2.2. Statistical Analyses

Statistical analysis was performed using SPSS 23.0 (Armonk, NY, USA). The normality of variables was checked using the Kolmogorov–Smirnov test. We performed a paired T-test for normally distributed variables and the Wilcoxon matched pairs test for skewed variables to detect the statistical differences after the 6-month treatment. Data are presented as the mean ± standard deviation or median (lower–upper quartiles). Goal achievement rates for LDL cholesterol goals of 1.8 and 1.4 mmol/L and non-HDL cholesterol goals of 2.6 and 2.2 were calculated by the three methods, F-LDL-C, MH-LDL-C, and S-LDL-C, respectively. The statistical difference between categorical variables was analyzed using the chi-squared test. A p-value ≤ 0.05 was considered statistically significant.

3. Results

Patient characteristics and main laboratory parameters of the enrolled subjects are presented in Table 1. The mean age of the 3017 patients included in the study was 65 ± 10 years—53% were men (64 ± 10 years) and 47% were women (66 ± 10 years). The mean MH-LDL-C value significantly decreased from 3.64 ± 1.05 mmol/L at baseline to 2.03 ± 0.79 mmol/L at the end of the study (p < 0.001), representing an average reduction of 44%. Patient co-morbidities at enrolment were as follows: cardiovascular disease (ACS, AMI, CABG, stent) in 55.5%; cerebrovascular disease (stroke, TIA) in 35.6%; peripheral atherosclerosis (PAD) in 20.4%; hypertension in 86.1%; diabetes in 43.4%; and chronic kidney disease in 2.9%.
At the first visit, eight percent of patients (n = 241) were statin-naïve. Of those already on statin therapy, 53% (n = 1599) were taking rosuvastatin, 34% (n = 1026) were on atorvastatin, and 5% (n = 151) were on other statin monotherapies. Specifically, 13% of patients were on 40 mg of rosuvastatin, 4% on 30 mg, 57% on 20 mg, and 1.5%, 3.6%, and 46% of patients were taking 80, 60, and 40 mg of atorvastatin, respectively. In total, 56% of the patients included (n = 1727) were on high-intensity statin therapy. By the end of the study, 20.5% of patients were receiving rosuvastatin monotherapy (315 patients (51%) received 40 mg and 197 patients (32%) received 20 mg), 63.7% were on a fixed-dose combination (1479 patients (77%) received a 20/10 mg formulation), and 15.7% were receiving a two-tablet rosuvastatin/ezetimibe combination (257 patients (57%) were taking the 40/10 mg dose) (Table 1).
The three ways of calculating LDL-C values and the achievement rates of LDL-C goals 1.8 and 1.4 mmol/L and non-HDL-C goals are shown in Table 2. In the overall study population, the achievement rate for non-HDL-C targets was significantly higher (p < 0.001) compared to F-LDL-C goals.
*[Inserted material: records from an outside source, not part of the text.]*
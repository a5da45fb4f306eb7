//! Line-at-a-time answer input that can be raced against a timer.
//!
//! Each read blocks a dedicated OS thread and hands its result back over a
//! oneshot channel. There is no way to interrupt a blocked console read, so a
//! caller that gives up on a [`ReadHandle`] simply drops it; the thread keeps
//! running until the line (or end of stream) arrives and then discards it.
//! Plain threads are used instead of runtime blocking tasks so that an
//! abandoned read never holds up runtime shutdown or process exit.

use std::io::{self, BufRead, BufReader};
use std::sync::atomic::{AtomicUsize, Ordering};
use std::sync::{Arc, Mutex};
use std::thread;

use tokio::sync::oneshot;

use crate::error::QuizError;

/// Default bound on reads that may be outstanding at once.
pub const DEFAULT_MAX_PENDING: usize = 4;

/// A blocking source of input lines.
pub trait LineSource: Send + 'static {
    /// Block until the next line is available.
    ///
    /// The returned line may still carry its terminator. `Ok(None)` means the
    /// stream is closed.
    fn next_line(&mut self) -> io::Result<Option<String>>;
}

/// Adapts any [`BufRead`] into a [`LineSource`].
pub struct BufferedLines<R> {
    inner: R,
}

impl<R> BufferedLines<R> {
    pub fn new(inner: R) -> Self {
        Self { inner }
    }
}

impl<R: BufRead + Send + 'static> LineSource for BufferedLines<R> {
    fn next_line(&mut self) -> io::Result<Option<String>> {
        let mut line = String::new();
        match self.inner.read_line(&mut line)? {
            0 => Ok(None),
            _ => Ok(Some(line)),
        }
    }
}

/// What a single read produced.
#[derive(Debug)]
pub enum ReadOutcome {
    /// A line of input, terminator included if one was read.
    Line(String),
    /// The stream closed before a line arrived.
    EndOfStream,
    /// The read failed.
    Failed(io::Error),
}

/// Starts background line reads against a shared input source.
///
/// Clones share the same source and the same pending-read count.
#[derive(Clone)]
pub struct ResponseReader {
    source: Arc<Mutex<Box<dyn LineSource>>>,
    pending: Arc<AtomicUsize>,
    max_pending: usize,
}

impl ResponseReader {
    pub fn new(source: impl LineSource) -> Self {
        Self {
            source: Arc::new(Mutex::new(Box::new(source))),
            pending: Arc::new(AtomicUsize::new(0)),
            max_pending: DEFAULT_MAX_PENDING,
        }
    }

    /// Reader over the process's standard input.
    pub fn stdin() -> Self {
        Self::new(BufferedLines::new(BufReader::new(io::stdin())))
    }

    /// Bound the number of reads that may be outstanding at once (minimum 1).
    pub fn with_max_pending(mut self, limit: usize) -> Self {
        self.max_pending = limit.max(1);
        self
    }

    /// Reads started but not yet finished, including abandoned ones.
    pub fn pending_reads(&self) -> usize {
        self.pending.load(Ordering::Acquire)
    }

    /// Start reading one line on a background thread.
    pub fn begin_read(&self) -> Result<ReadHandle, QuizError> {
        let previous = self.pending.fetch_add(1, Ordering::AcqRel);
        let guard = PendingGuard(Arc::clone(&self.pending));
        if previous >= self.max_pending {
            return Err(QuizError::ReaderSaturated {
                pending: previous,
                limit: self.max_pending,
            });
        }

        let (tx, rx) = oneshot::channel();
        let source = Arc::clone(&self.source);

        thread::Builder::new()
            .name("quiz-reader".into())
            .spawn(move || {
                let outcome = match source.lock() {
                    Ok(mut source) => match source.next_line() {
                        Ok(Some(line)) => ReadOutcome::Line(line),
                        Ok(None) => ReadOutcome::EndOfStream,
                        Err(e) => ReadOutcome::Failed(e),
                    },
                    Err(_) => ReadOutcome::Failed(io::Error::other("input source lock poisoned")),
                };
                drop(guard);
                if tx.send(outcome).is_err() {
                    tracing::debug!("answer arrived after its question was abandoned");
                }
            })
            .map_err(QuizError::Spawn)?;

        Ok(ReadHandle { rx })
    }
}

/// Decrements the pending count when a read finishes or fails to start.
struct PendingGuard(Arc<AtomicUsize>);

impl Drop for PendingGuard {
    fn drop(&mut self) {
        self.0.fetch_sub(1, Ordering::AcqRel);
    }
}

/// Handle to one in-flight read. Dropping it abandons the read.
#[derive(Debug)]
pub struct ReadHandle {
    rx: oneshot::Receiver<ReadOutcome>,
}

impl ReadHandle {
    /// Wait for the read to finish.
    pub async fn outcome(self) -> ReadOutcome {
        self.rx.await.unwrap_or_else(|_| {
            ReadOutcome::Failed(io::Error::other("reader thread exited without a result"))
        })
    }
}

#[cfg(test)]
mod tests {
    use std::io::Cursor;
    use std::time::Duration;

    use super::*;
    use crate::mock::ScriptedInput;

    #[tokio::test]
    async fn reads_lines_in_order() {
        let reader = ResponseReader::new(BufferedLines::new(Cursor::new("4\r\n6\n")));

        match reader.begin_read().unwrap().outcome().await {
            ReadOutcome::Line(line) => assert_eq!(line, "4\r\n"),
            other => panic!("expected a line, got {other:?}"),
        }
        match reader.begin_read().unwrap().outcome().await {
            ReadOutcome::Line(line) => assert_eq!(line, "6\n"),
            other => panic!("expected a line, got {other:?}"),
        }
        assert!(matches!(
            reader.begin_read().unwrap().outcome().await,
            ReadOutcome::EndOfStream
        ));
    }

    #[tokio::test]
    async fn last_line_without_terminator() {
        let reader = ResponseReader::new(BufferedLines::new(Cursor::new("Paris")));
        match reader.begin_read().unwrap().outcome().await {
            ReadOutcome::Line(line) => assert_eq!(line, "Paris"),
            other => panic!("expected a line, got {other:?}"),
        }
    }

    #[tokio::test]
    async fn read_errors_are_reported() {
        let reader = ResponseReader::new(
            ScriptedInput::new().fail(io::ErrorKind::InvalidData),
        );
        assert!(matches!(
            reader.begin_read().unwrap().outcome().await,
            ReadOutcome::Failed(_)
        ));
    }

    #[tokio::test]
    async fn abandoned_read_finishes_in_background() {
        let reader = ResponseReader::new(
            ScriptedInput::new().line_after(Duration::from_millis(100), "late"),
        );
        let handle = reader.begin_read().unwrap();
        assert_eq!(reader.pending_reads(), 1);
        drop(handle);

        tokio::time::sleep(Duration::from_millis(400)).await;
        assert_eq!(reader.pending_reads(), 0);
    }

    #[tokio::test]
    async fn pending_reads_are_bounded() {
        let reader = ResponseReader::new(
            ScriptedInput::new()
                .line_after(Duration::from_millis(200), "a")
                .line_after(Duration::from_millis(200), "b"),
        )
        .with_max_pending(1);

        let first = reader.begin_read().unwrap();
        let err = reader.begin_read().unwrap_err();
        assert!(matches!(
            err,
            QuizError::ReaderSaturated {
                pending: 1,
                limit: 1
            }
        ));
        // A rejected read must not count against the bound.
        assert_eq!(reader.pending_reads(), 1);

        assert!(matches!(first.outcome().await, ReadOutcome::Line(_)));
        assert!(reader.begin_read().is_ok());
    }
}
This rate was similar to the achievement rates of LDL-C goals calculated using either the Martin–Hopkins or Sampson formulas. At TG levels below 1.2 mmol/L, the difference was even more pronounced in favor of non-HDL-C goal achievement. When looking at the TG range between 1.2 and 1.69 mmol/L, the MH-LDL-C and S-LDL-C goal achievement was equal, and there was also a higher success rate for F-LDL-C and non-HDL-C goal achievement. At TG levels between 1.7 and 2.29 mmol/L, significantly (p < 0.001) more patients were in the target range when LDL-C was calculated using the Friedewald method. This “false” success became more pronounced when TG levels exceeded 2.3 mmol/L.
Of course, higher TG levels were more prevalent in diabetic patients. At the V1 visit, a TG level of 2.3 mmol/L or higher occurred in 42% of diabetic patients, 27.4% of non-diabetic patients, and 34% of all patients. By the final visit, the prevalence was 10% in diabetic patients, 6.4% in non-diabetic patients, and 8% in all patients.
Table 3 illustrates the average LDL-C values and goal achievement rates calculated by the three methods for the groups of patients receiving rosuvastatin monotherapy and the rosuvastatin/ezetimibe combination. The table clearly shows that a significantly higher number of patients achieved the recommended LDL-C goals in the groups receiving the rosuvastatin/ezetimibe combination (p < 0.05), with the most pronounced effect in those on the fixed combination. The average LDL-C values achieved were also in line with this. Figure 2 further visualizes the achievement rates for LDL-C goals of 1.8 and 1.4 mmol/L calculated by the three methods and non-HDL-C goals of 2.6 and 2.2 mmol/L. Table 4 details the achievement rates of the non-HDL-C targets of 2.6 and 2.2 mmol/L by LDL-C calculated by the three methods in different groups of patients with different triglyceride levels (below 1.2 mmol/L, between 1.2 and 1.69 mmol/L, between 1.7 and 2.29 mmol/L, and above 2.3 mmol/L). The table reveals that in the TG range above 2.3 mmol/L, if non-HDL-C is at the goal (either below 2.6 or 2.2 mmol/L), then all three LDL-C calculations also indicate that LDL-C is at the target (below 1.8 or 1.4 mmol/L). In such cases, the non-HDL-C–LDL-C difference is certainly at least 0.8 mmol/L). In the TG range between 1.7 and 2.29 mmol/L, it is only true for F-LDL-C, with target achievement rates significantly lower for MH-LDL-C and S-LDL-C calculations (p < 0.001). At TG levels between 1.2 and 1.69 mmol/L, the difference is less than 0.8 mmol/L in 20–40% of cases. For TG levels below 1.2 mmol/L, all three LDL-C calculations show only about a two-thirds goal achievement rate (the difference between LDL-C goal achievement rates obtained by the three methods was not significant).

4. Discussion

Lipid lowering is a cornerstone of cardiovascular prevention, with the achieved LDL-C level serving as a key indicator of its effectiveness. The gold standard method for LDL-C determination would be the precipitation ultracentrifugation method, but due to the prohibitive financial costs, these methods have not been widely used in daily clinical practice. Consequently, the laboratory determination of D-LDL-C via the homogeneous enzyme method has become globally accepted. However, even this is not always feasible, often forcing clinicians to rely on calculated LDL-C values. The F-LDL-C was used the longest and perhaps is still the most commonly used method [6]. Recognizing its inherent errors, MH-LDL-C and S-LDL-C calculation methods were subsequently developed [7,8].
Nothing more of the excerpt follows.